Modeling problem solving techniques is an excellent way to teach these skills. Demonstrating for students how to devote enough time to the proper understanding of a problem before attempting to find a solution is imperative. Humans tend to react to an issue, rushing to find solutions without understanding what the problem actually is, thereby compounding the problem by overlooking the obvious.
- Identify a problem – "Oh, we have a conflict in that it is time for circle, but I have a reminder on the board that it is time for an assembly."
- Think through solutions – "Well, we need to go to the assembly, so what do we do about circle time? Any suggestions?"
- Agree on plan – "Yes, I think it is a good idea to postpone our circle time until tomorrow after recess."
- Reflect on outcome – "Yesterday, we agreed to have circle time after recess. How do you think that worked out? What worked well?
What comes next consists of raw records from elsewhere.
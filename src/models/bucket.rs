use chrono::NaiveDate;
use rust_decimal::Decimal;
use serde::{Deserialize, Serialize};

use crate::error::{PriceError, Result};
use crate::models::{Market, ProductId};

// ---------------------------------------------------------------------------
// Window — supported lookback windows
// ---------------------------------------------------------------------------

/// Lookback window for daily history, in calendar days.
#[derive(Debug, Clone, Copy, PartialEq, Eq, PartialOrd, Ord, Hash, Serialize, Deserialize)]
#[serde(try_from = "u32", into = "u32")]
pub enum Window {
    Week,
    Month,
    Quarter,
}

impl Window {
    pub fn days(&self) -> u32 {
        match self {
            Window::Week => 7,
            Window::Month => 30,
            Window::Quarter => 90,
        }
    }

    /// Validate a raw day count against the supported set.
    pub fn from_days(days: u32) -> Result<Self> {
        match days {
            7 => Ok(Window::Week),
            30 => Ok(Window::Month),
            90 => Ok(Window::Quarter),
            other => Err(PriceError::InvalidWindow(other)),
        }
    }

    pub fn all() -> [Window; 3] {
        [Window::Week, Window::Month, Window::Quarter]
    }

    /// First calendar day covered when the window ends on `today`.
    pub fn first_day(&self, today: NaiveDate) -> NaiveDate {
        today - chrono::Days::new(u64::from(self.days() - 1))
    }
}

impl TryFrom<u32> for Window {
    type Error = PriceError;

    fn try_from(days: u32) -> Result<Self> {
        Window::from_days(days)
    }
}

impl From<Window> for u32 {
    fn from(window: Window) -> Self {
        window.days()
    }
}

// ---------------------------------------------------------------------------
// DailyBucket — per-day price statistics
// ---------------------------------------------------------------------------

/// Price statistics for one product, market and calendar day.
///
/// Only days with at least one valid observation produce a bucket.
#[derive(Debug, Clone, PartialEq, Eq, Serialize, Deserialize)]
pub struct DailyBucket {
    pub product_id: ProductId,
    pub market: Market,
    pub date: NaiveDate,
    pub min_price: Decimal,
    pub avg_price: Decimal,
    pub max_price: Decimal,
    pub sample_count: u32,
}

/// Output of the rollup aggregator: buckets plus the number of rejected prices.
#[derive(Debug, Clone, PartialEq, Eq, Default, Serialize, Deserialize)]
pub struct Rollup {
    pub buckets: Vec<DailyBucket>,
    pub discarded: usize,
}

// ---------------------------------------------------------------------------
// DailyHistory — what the API layer receives
// ---------------------------------------------------------------------------

#[derive(Debug, Clone, PartialEq, Eq, Serialize, Deserialize)]
pub struct DailyHistory {
    pub product_id: ProductId,
    pub market: Market,
    pub window: Window,
    pub buckets: Vec<DailyBucket>,
    /// Rows dropped as malformed by the store plus non-positive prices dropped by the rollup.
    pub discarded: usize,
}

impl DailyHistory {
    pub fn is_empty(&self) -> bool {
        self.buckets.is_empty()
    }

    /// Summary statistics over the per-day minimum prices.
    ///
    /// Returns `None` when the history has no buckets.
    pub fn stats(&self) -> Option<HistoryStats> {
        let last = self.buckets.last()?;
        let lows = self.buckets.iter().map(|b| b.min_price);
        let lowest = lows.clone().min()?;
        let highest = lows.clone().max()?;
        let total: Decimal = lows.sum();
        Some(HistoryStats {
            current: last.min_price,
            lowest,
            highest,
            average: total / Decimal::from(self.buckets.len()),
            days: self.buckets.len(),
        })
    }
}

/// Headline numbers for a price chart, computed over daily lows.
#[derive(Debug, Clone, PartialEq, Eq, Serialize, Deserialize)]
pub struct HistoryStats {
    /// Lowest price of the most recent day with data.
    pub current: Decimal,
    pub lowest: Decimal,
    pub highest: Decimal,
    pub average: Decimal,
    pub days: usize,
}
What didn't work?"
Pointing out to students that in making decisions of any type we are informed by previous knowledge, skills and experiences, helps them to understand that they can use this information in discovering the possible solutions or strategies when problem solving.
Role-Play allows students to practice what they have learned.
- Present students with various scenarios in which there is a conflict or problem.
- Ask them to come up with a way to discuss and solve the issue.
- Reinforce good choices and make suggestions for choices the students make that are not good.
Discussion of problems and solutions can be done throughout the school year. Students can keep notes in a journal.
- Create a mind map of an issue.
- Brainstorm various solutions.
- Discuss the options – pros and cons.
- Have student reflect on what they learned in their journals.
Intervention can be done when and if issues arise in the class. This would also be considered modeling, therefore, would use the same instructions.
Assess students understanding of problem solving by asking them to write a reflection on what was modeled, done in role-plays, discussed or after an intervention. This will allow the teacher to see clearly, who understands and who needs more guidance.
Benefits of Problem Solving
The benefits of teaching problem solving skills are that it gives students skills that will not only be used during their academic career, but also throughout their lives in every aspect of living. Honing problem solving skills help students become competent and mindful citizens.